Given a choice between the version of an app in the Play Store and F-Droid, I'll almost always favour the F-Droid one.
It's also fairly easy to set up your own F-Droid repository. Organisations such as Mozilla or Signal could (though don't) host their apps themselves and remove Google entirely from the distribution chain and, more importantly, from the code-signing chain, for users that didn't want to use Google.
@david_chisnall @neil @fdroidorg oh that is good to know! I often think about the mammoth task of de-Googling my life, maybe this is a good first step.
@david_chisnall @neil @fdroidorg question: can anyone upload apps to that store? Wondering about viruses etc, malicious apps - are they less or more likely to be there than in the Google Play store?
jandi@35millimetre @david_chisnall @neil @fdroidorg Less likely. Here's the docs: https://f-droid.org/docs/Inclusion_How-To/
@35millimetre @neil @fdroidorg
The 'store' is really a front end for multiple repositories, which are just collections of apps. By default, it's configured for the one that they run.
Only members of the F-Droid project can upload apps there (technically, they don't upload them directly, but that's largely irrelevant to the security, except it makes it harder for malware on a developer's device to break things for you). Their policy does this only for things for which the source code is visible. This means that:
- In theory, they could audit the code to prevent malware, but in practice that's really hard and so they don't.
- There is an audit trail, so if there is malware in an app you can find where it was introduced. This is a bit less opaque than the Play Store.

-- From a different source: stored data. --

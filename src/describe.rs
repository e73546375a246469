//! Description plumbing
//!
//! Builds the requests and prompts a description generator works from, and parses batch
//! responses back into `component_id -> description`. No model client ships here; callers
//! plug one in through `DescriptionGenerator`.
//!
//! Requests are keyed only by component id, so batches may be generated in any order.

use crate::extractors::base::{Component, ComponentKind, ComponentRef, Module, Parameter};
use anyhow::{Context, Result};
use once_cell::sync::Lazy;
use regex::Regex;
use serde::Deserialize;
use std::collections::BTreeMap;
use tracing::{debug, warn};

/// Simple components per batch request
pub const DEFAULT_BATCH_SIZE: usize = 10;

const KEY_METHOD_LIMIT: usize = 10;
const BATCH_DOCSTRING_LIMIT: usize = 200;

pub const SYSTEM_PROMPT: &str = "You are a technical writer documenting the public API of a Python library.

Write clear, concise descriptions of code components:
1. Keep a professional, technical tone
2. Say what the component does and when someone would use it
3. Cover parameters, return values and raised exceptions when they matter
4. Mention side effects and constraints
5. Use one to three sentences for simple items, more for classes and modules
6. Build on an existing docstring rather than replacing it
7. Do not include code examples unless asked";

/// Fenced code block, optionally tagged `json`
static FENCED_BLOCK: Lazy<Regex> = Lazy::new(|| {
    Regex::new(r"(?s)```(?:json)?[ \t]*\r?\n?(.*?)```").expect("fenced block pattern is valid")
});

/// Where a component sits, for the prompt
#[derive(Debug, Clone, Default, PartialEq, Eq)]
pub struct DescriptionContext {
    pub module: Option<String>,
    pub class: Option<String>,
    /// Attach the component's source text to the prompt
    pub include_source: bool,
}

/// One component waiting for a description
#[derive(Debug, Clone)]
pub struct DescriptionRequest<'a> {
    pub component: ComponentRef<'a>,
    pub context: DescriptionContext,
}

impl<'a> DescriptionRequest<'a> {
    pub fn new(component: ComponentRef<'a>, context: DescriptionContext) -> Self {
        Self { component, context }
    }

    pub fn id(&self) -> &str {
        self.component.id()
    }

    /// Classes and modules are described one per request
    pub fn is_complex(&self) -> bool {
        matches!(self.component.kind(), ComponentKind::Class | ComponentKind::Module)
    }
}

/// Produces descriptions for one batch of requests
pub trait DescriptionGenerator {
    /// `component_id -> description` for the requests it could describe
    fn generate(&self, batch: &[DescriptionRequest<'_>]) -> Result<BTreeMap<String, String>>;
}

In general, there's a lot of malware in the Play Store, so being less full of malware than that is a pretty low bar. This is partly why Android and iOS have a permission model for apps: so that you don't have to rely on that and can instead choose to not give apps permissions that they shouldn't need. Apps in F-Droid are much less likely to requires ludicrous permissions than those in the Play Store.
Other repositories change the threat model slightly. Google Play now requires Google to do the code signing. This means that malware can be inserted by:
- The original author of the app.
- Whoever manages to compromise their Google API keys.
- Google.
- Anyone who compromises the Play Store's keys.
With a per-project F-Droid repository, you remove the second two of those. Is that better? Well, maybe. It's complicated.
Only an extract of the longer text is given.